About this exercise: Copy, from the material below, every line in which the word "chosen" can be found.

Supplied records:
// ABOUTME: Progress entry database operations and the ProgressStore implementation
// ABOUTME: Listings are newest-first by date, then by creation time

use std::time::Instant;

use super::{elapsed_ms, parse_uuid, Database};
use crate::errors::{AppError, AppResult};
use crate::logging::AppLogger;
use crate::models::{NewProgressEntry, ProgressEntry, Subject};
use async_trait::async_trait;
use chrono::{NaiveDate, Utc};
use fittrack_intelligence::ProgressStore;
use sqlx::sqlite::SqliteRow;
use sqlx::Row;
use tracing::{debug, info};
use uuid::Uuid;

const PROGRESS_COLUMNS: &str =
    "id, subject_id, date, weight_kg, workouts_completed, notes, created_at";

const NEWEST_FIRST: &str = "ORDER BY date DESC, created_at DESC, rowid DESC";

impl Database {
    /// Create the progress entries table
    pub(super) async fn migrate_progress(&self) -> AppResult<()> {
        sqlx::query(
            r"
            CREATE TABLE IF NOT EXISTS progress_entries (
                id TEXT PRIMARY KEY,
                subject_id TEXT NOT NULL REFERENCES subjects(id) ON DELETE CASCADE,
                date DATE NOT NULL,
                weight_kg REAL NOT NULL DEFAULT 0 CHECK (weight_kg >= 0),
                workouts_completed INTEGER NOT NULL DEFAULT 0 CHECK (workouts_completed >= 0),
                notes TEXT NOT NULL DEFAULT '',
                created_at DATETIME NOT NULL
            )
            ",
        )
        .execute(&self.pool)
        .await?;

        sqlx::query(
            "CREATE INDEX IF NOT EXISTS idx_progress_subject_date \
             ON progress_entries(subject_id, date)",
        )
        .execute(&self.pool)
        .await?;

        Ok(())
    }

    /// Record a progress entry dated `date` for an existing subject
    ///
    /// # Errors
    ///
    /// Returns `ResourceNotFound` if the subject does not exist
    pub async fn create_progress_entry(
        &self,
        entry: &NewProgressEntry,
        date: NaiveDate,
    ) -> AppResult<ProgressEntry> {
        let started = Instant::now();

        if self.get_subject(entry.subject_id).await?.is_none() {
            return Err(AppError::not_found(format!("Subject {}", entry.subject_id)));
        }

        let stored = ProgressEntry {
            id: Uuid::new_v4(),
            subject_id: entry.subject_id,
            date,
            weight_kg: entry.weight_kg,
            workouts_completed: entry.workouts_completed,
            notes: entry.notes.clone(),
            created_at: Utc::now(),
        };

        sqlx::query(
            r"
            INSERT INTO progress_entries
                (id, subject_id, date, weight_kg, workouts_completed, notes, created_at)
            VALUES ($1, $2, $3, $4, $5, $6, $7)
            ",
        )
        .bind(stored.id.to_string())
        .bind(stored.subject_id.to_string())
        .bind(stored.date)
        .bind(stored.weight_kg)
        .bind(stored.workouts_completed)
        .bind(&stored.notes)
        .bind(stored.created_at)
        .execute(&self.pool)
        .await?;

        info!(
            subject_id = %stored.subject_id,
            entry_id = %stored.id,
            date = %stored.date,
            "Recorded progress entry"
        );
        AppLogger::log_database_operation("insert", "progress_entries", true, elapsed_ms(started));
        Ok(stored)
    }

    /// The `limit` most recent entries for a subject, newest first
    ///
    /// # Errors
    ///
    /// Returns an error if the query fails
    pub async fn recent_progress_entries(
        &self,
        subject_id: Uuid,
        limit: u32,
    ) -> AppResult<Vec<ProgressEntry>> {
        debug!(subject_id = %subject_id, limit, "Loading recent progress");
        let rows = sqlx::query(&format!(
            "SELECT {PROGRESS_COLUMNS} FROM progress_entries WHERE subject_id = $1 \
             {NEWEST_FIRST} LIMIT $2"
        ))
        .bind(subject_id.to_string())
        .bind(i64::from(limit))
        .fetch_all(&self.pool)
        .await?;

        rows.iter().map(row_to_entry).collect()
    }

    /// Every entry for a subject, newest first
    ///
    /// # Errors
    ///
    /// Returns an error if the query fails
    pub async fn list_progress_entries(&self, subject_id: Uuid) -> AppResult<Vec<ProgressEntry>> {
        debug!(subject_id = %subject_id, "Loading progress history");
        let rows = sqlx::query(&format!(
            "SELECT {PROGRESS_COLUMNS} FROM progress_entries WHERE subject_id = $1 {NEWEST_FIRST}"
        ))
        .bind(subject_id.to_string())
        .fetch_all(&self.pool)
        .await?;

        rows.iter().map(row_to_entry).collect()
    }

    /// Entries dated on or after `since`, newest first
    ///
    /// # Errors
    ///
    /// Returns an error if the query fails
    pub async fn progress_entries_since(
        &self,
        subject_id: Uuid,
        since: NaiveDate,
    ) -> AppResult<Vec<ProgressEntry>> {
        debug!(subject_id = %subject_id, since = %since, "Loading progress window");
        let rows = sqlx::query(&format!(
            "SELECT {PROGRESS_COLUMNS} FROM progress_entries \
             WHERE subject_id = $1 AND date >= $2 {NEWEST_FIRST}"
        ))
        .bind(subject_id.to_string())
        .bind(since)
        .fetch_all(&self.pool)
        .await?;

        rows.iter().map(row_to_entry).collect()
    }
}

#[async_trait]
impl ProgressStore for Database {
    async fn get_subject(&self, subject_id: Uuid) -> AppResult<Option<Subject>> {
        Self::get_subject(self, subject_id).await
    }

    async fn recent_progress(&self, subject_id: Uuid, limit: u32) -> AppResult<Vec<ProgressEntry>> {
        self.recent_progress_entries(subject_id, limit).await
    }

    async fn all_progress(&self, subject_id: Uuid) -> AppResult<Vec<ProgressEntry>> {
        self.list_progress_entries(subject_id).await
    }

    async fn progress_since(
        &self,
        subject_id: Uuid,
        since: NaiveDate,
    ) -> AppResult<Vec<ProgressEntry>> {
        self.progress_entries_since(subject_id, since).await
    }
}

fn row_to_entry(row: &SqliteRow) -> AppResult<ProgressEntry> {
    let id: String = row.try_get("id")?;
    let subject_id: String = row.try_get("subject_id")?;
    Ok(ProgressEntry {
        id: parse_uuid(&id, "progress_entries.id")?,
        subject_id: parse_uuid(&subject_id, "progress_entries.subject_id")?,
        date: row.try_get("date")?,
        weight_kg: row.try_get("weight_kg")?,
        workouts_completed: row.try_get("workouts_completed")?,
        notes: row.try_get("notes")?,
        created_at: row.try_get("created_at")?,
    })
}
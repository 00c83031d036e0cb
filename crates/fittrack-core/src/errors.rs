// ABOUTME: Unified error handling with standard error codes and HTTP status mapping
// ABOUTME: Defines AppError, ErrorCode, and the JSON error envelope returned to clients
//
// SPDX-License-Identifier: MIT OR Apache-2.0
// Copyright (c) 2025 FitTrack Contributors

//! # Unified Error Handling System
//!
//! Every fallible operation in the workspace reports an [`AppError`]. The
//! [`ErrorCode`] carried by the error decides the HTTP status; the request layer
//! never inspects messages.

use serde::{Deserialize, Serialize};
use serde_json::Value;
use thiserror::Error;

/// Standard error codes used throughout the application
#[derive(Debug, Clone, Copy, PartialEq, Eq, Serialize, Deserialize)]
pub enum ErrorCode {
    // Validation (3000-3999)
    /// Malformed or out-of-range input
    #[serde(rename = "INVALID_INPUT")]
    InvalidInput = 3000,
    /// A required field is absent
    #[serde(rename = "MISSING_REQUIRED_FIELD")]
    MissingRequiredField = 3001,
    /// Unit converter was given an unknown unit
    #[serde(rename = "INVALID_UNIT")]
    InvalidUnit = 3002,
    /// Not enough records or measurements to compute a result
    #[serde(rename = "INSUFFICIENT_DATA")]
    InsufficientData = 3003,

    // Resource Management (4000-4999)
    /// Identifier does not resolve
    #[serde(rename = "RESOURCE_NOT_FOUND")]
    ResourceNotFound = 4000,
    /// Unique constraint violated
    #[serde(rename = "RESOURCE_ALREADY_EXISTS")]
    ResourceAlreadyExists = 4001,

    // Configuration (6000-6999)
    /// Configuration could not be loaded
    #[serde(rename = "CONFIG_ERROR")]
    ConfigError = 6000,

    // Internal Errors (9000-9999)
    /// Unexpected internal failure
    #[serde(rename = "INTERNAL_ERROR")]
    InternalError = 9000,
    /// Record store failure
    #[serde(rename = "DATABASE_ERROR")]
    DatabaseError = 9001,
    /// Serialization or deserialization failure
    #[serde(rename = "SERIALIZATION_ERROR")]
    SerializationError = 9003,
}

impl ErrorCode {
    /// Get the HTTP status code for this error
    #[must_use]
    pub const fn http_status(self) -> u16 {
        match self {
            Self::InvalidInput
            | Self::MissingRequiredField
            | Self::InvalidUnit
            | Self::InsufficientData => 400,
            Self::ResourceNotFound => 404,
            Self::ResourceAlreadyExists => 409,
            Self::ConfigError
            | Self::InternalError
            | Self::DatabaseError
            | Self::SerializationError => 500,
        }
    }

    /// Get a user-friendly description of this error
    #[must_use]
    pub const fn description(self) -> &'static str {
        match self {
            Self::InvalidInput => "The provided input is invalid",
            Self::MissingRequiredField => "A required field is missing from the request",
            Self::InvalidUnit => "The provided unit is not supported",
            Self::InsufficientData => "Not enough data to compute a result",
            Self::ResourceNotFound => "The requested resource was not found",
            Self::ResourceAlreadyExists => "A resource with this identifier already exists",
            Self::ConfigError => "Configuration error encountered",
            Self::InternalError => "An internal server error occurred",
            Self::DatabaseError => "Database operation failed",
            Self::SerializationError => "Data serialization/deserialization failed",
        }
    }
}

/// Unified error type for the application
#[derive(Debug, Error)]
#[error("{}: {}", .code.description(), .message)]
pub struct AppError {
    /// Error code
    pub code: ErrorCode,
    /// Human-readable error message
    pub message: String,
    /// Structured details returned to the client
    pub details: Option<Value>,
    /// Source error for error chaining
    #[source]
    pub source: Option<Box<dyn std::error::Error + Send + Sync>>,
}

impl AppError {
    /// Create a new `AppError` with the given code and message
    pub fn new(code: ErrorCode, message: impl Into<String>) -> Self {
        Self {
            code,
            message: message.into(),
            details: None,
            source: None,
        }
    }

    /// Attach structured details
    #[must_use]
    pub fn with_details(mut self, details: Value) -> Self {
        self.details = Some(details);
        self
    }

    /// Add a source error for error chaining
    #[must_use]
    pub fn with_source(mut self, source: impl std::error::Error + Send + Sync + 'static) -> Self {
        self.source = Some(Box::new(source));
        self
    }

    /// Get the HTTP status code for this error
    #[must_use]
    pub const fn http_status(&self) -> u16 {
        self.code.http_status()
    }

    /// Resource not found
    pub fn not_found(resource: impl Into<String>) -> Self {
        Self::new(
            ErrorCode::ResourceNotFound,
            format!("{} not found", resource.into()),
        )
    }

    /// Resource already exists
    pub fn already_exists(resource: impl Into<String>) -> Self {
        Self::new(
            ErrorCode::ResourceAlreadyExists,
            format!("{} already exists", resource.into()),
        )
    }

    /// Invalid input
    pub fn invalid_input(message: impl Into<String>) -> Self {
        Self::new(ErrorCode::InvalidInput, message)
    }

    /// Required field missing
    pub fn missing_field(field: impl Into<String>) -> Self {
        let field = field.into();
        Self::new(
            ErrorCode::MissingRequiredField,
            format!("Missing required field: {field}"),
        )
        .with_details(serde_json::json!({ "field": field }))
    }

    /// Unsupported measurement unit
    pub fn invalid_unit(unit: impl Into<String>) -> Self {
        let unit = unit.into();
        Self::new(ErrorCode::InvalidUnit, format!("Invalid unit: {unit}"))
            .with_details(serde_json::json!({ "unit": unit }))
    }

    /// Not enough data for a computation
    pub fn insufficient_data(message: impl Into<String>) -> Self {
        Self::new(ErrorCode::InsufficientData, message)
    }

    /// Internal server error
    pub fn internal(message: impl Into<String>) -> Self {
        Self::new(ErrorCode::InternalError, message)
    }

    /// Database error
    pub fn database(message: impl Into<String>) -> Self {
        Self::new(ErrorCode::DatabaseError, message)
    }
}

/// Result type alias for convenience
pub type AppResult<T> = Result<T, AppError>;

/// HTTP error response format
#[derive(Debug, Serialize, Deserialize)]
pub struct ErrorResponse {
    /// Error body
    pub error: ErrorResponseDetails,
}

/// Error body inside [`ErrorResponse`]
#[derive(Debug, Serialize, Deserialize)]
pub struct ErrorResponseDetails {
    /// Machine-readable code
    pub code: ErrorCode,
    /// Human-readable message
    pub message: String,
    /// Optional structured details
    #[serde(skip_serializing_if = "Option::is_none")]
    pub details: Option<Value>,
}

impl From<AppError> for ErrorResponse {
    fn from(error: AppError) -> Self {
        Self {
            error: ErrorResponseDetails {
                code: error.code,
                message: error.message,
                details: error.details,
            },
        }
    }
}

impl From<serde_json::Error> for AppError {
    fn from(error: serde_json::Error) -> Self {
        Self::new(ErrorCode::SerializationError, error.to_string()).with_source(error)
    }
}

#[cfg(feature = "http-response")]
impl axum::response::IntoResponse for AppError {
    fn into_response(self) -> axum::response::Response {
        let status = http::StatusCode::from_u16(self.http_status())
            .unwrap_or(http::StatusCode::INTERNAL_SERVER_ERROR);

        if status.is_server_error() {
            tracing::error!(code = ?self.code, error = %self, "Request failed");
        } else {
            tracing::debug!(code = ?self.code, error = %self, "Request rejected");
        }

        (status, axum::Json(ErrorResponse::from(self))).into_response()
    }
}

#[cfg(feature = "http-response")]
impl From<axum::extract::rejection::PathRejection> for AppError {
    fn from(rejection: axum::extract::rejection::PathRejection) -> Self {
        Self::invalid_input(format!("Invalid path parameter: {}", rejection.body_text()))
    }
}

#[cfg(feature = "database-errors")]
impl From<sqlx::Error> for AppError {
    fn from(error: sqlx::Error) -> Self {
        match error {
            sqlx::Error::RowNotFound => Self::not_found("Record"),
            sqlx::Error::Database(ref db_error) if db_error.is_unique_violation() => {
                let message = db_error.message().to_owned();
                Self::new(ErrorCode::ResourceAlreadyExists, message).with_source(error)
            }
            other => {
                let message = format!("Database operation failed: {other}");
                Self::database(message).with_source(other)
            }
        }
    }
}

#[cfg(test)]
mod tests {
    #![allow(clippy::unwrap_used)]

    use super::*;

    #[test]
    fn test_error_code_http_status() {
        assert_eq!(ErrorCode::InvalidUnit.http_status(), 400);
        assert_eq!(ErrorCode::MissingRequiredField.http_status(), 400);
        assert_eq!(ErrorCode::InsufficientData.http_status(), 400);
        assert_eq!(ErrorCode::ResourceNotFound.http_status(), 404);
        assert_eq!(ErrorCode::ResourceAlreadyExists.http_status(), 409);
        assert_eq!(ErrorCode::DatabaseError.http_status(), 500);
    }

    #[test]
    fn test_missing_field_names_the_field() {
        let error = AppError::missing_field("protein");

        assert_eq!(error.code, ErrorCode::MissingRequiredField);
        assert!(error.message.contains("protein"));
        assert_eq!(error.details.unwrap()["field"], "protein");
    }

    #[test]
    fn test_display_includes_description_and_message() {
        let error = AppError::not_found("Subject");
        assert_eq!(
            error.to_string(),
            "The requested resource was not found: Subject not found"
        );
    }

    #[test]
    fn test_error_response_serialization() {
        let response = ErrorResponse::from(AppError::invalid_unit("stone"));

        let json = serde_json::to_string(&response).unwrap();
        assert!(json.contains("INVALID_UNIT"));
        assert!(json.contains("stone"));
    }
}
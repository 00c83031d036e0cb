// ABOUTME: Workout business logic: random recommendation, calorie burn, comparison
// ABOUTME: Resolves workouts from the record store before running the calculators
//
// SPDX-License-Identifier: MIT OR Apache-2.0
// Copyright (c) 2025 FitTrack Contributors

use crate::database::Database;
use crate::errors::{AppError, AppResult, ErrorCode};
use crate::logging::AppLogger;
use crate::models::{Difficulty, Workout};
use fittrack_intelligence::metrics::{self, WorkoutComparison};
use fittrack_intelligence::selection::{choose, RandomSource};
use uuid::Uuid;

/// Fetch a workout or fail with `NotFound`
pub async fn require_workout(database: &Database, workout_id: Uuid) -> AppResult<Workout> {
    database
        .get_workout(workout_id)
        .await?
        .ok_or_else(|| AppError::not_found(format!("Workout {workout_id}")))
}

/// Pick one workout uniformly at random, optionally within a difficulty tier
///
/// # Errors
///
/// `NotFound` when no workout matches.
pub async fn recommend_workout(
    database: &Database,
    selector: &dyn RandomSource,
    difficulty: Option<Difficulty>,
) -> AppResult<Workout> {
    let candidates = database.list_workouts(difficulty).await?;
    let chosen = choose(selector, &candidates)?.cloned();

    AppLogger::log_recommendation(
        "workout",
        candidates.len(),
        chosen.as_ref().map(|w| w.name.as_str()),
    );
    chosen.ok_or_else(|| AppError::new(ErrorCode::ResourceNotFound, "No workouts found"))
}

/// Calories burned doing a stored workout at `user_weight` kilograms
///
/// # Errors
///
/// `NotFound` for an unknown workout, `InvalidInput` for a negative weight.
pub async fn calories_burned(
    database: &Database,
    workout_id: Uuid,
    user_weight: f64,
) -> AppResult<f64> {
    let workout = require_workout(database, workout_id).await?;
    metrics::calories_burned(workout.duration_minutes, user_weight)
}

/// Compare two stored workouts
///
/// # Errors
///
/// `NotFound` if either id does not resolve.
pub async fn compare_workouts(
    database: &Database,
    first: Uuid,
    second: Uuid,
) -> AppResult<WorkoutComparison> {
    let a = require_workout(database, first).await?;
    let b = require_workout(database, second).await?;
    Ok(metrics::compare_workouts(&a, &b))
}
// ABOUTME: Shared test helpers for integration tests
// ABOUTME: Exports the Axum request/response testing utilities
//
// SPDX-License-Identifier: MIT OR Apache-2.0
// Copyright (c) 2025 FitTrack Contributors

#![allow(clippy::unwrap_used, clippy::expect_used, clippy::panic)]

pub mod axum_test;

Response to this exercise:
    let chosen = choose(selector, &candidates)?.cloned();
        chosen.as_ref().map(|w| w.name.as_str()),
    chosen.ok_or_else(|| AppError::new(ErrorCode::ResourceNotFound, "No workouts found"))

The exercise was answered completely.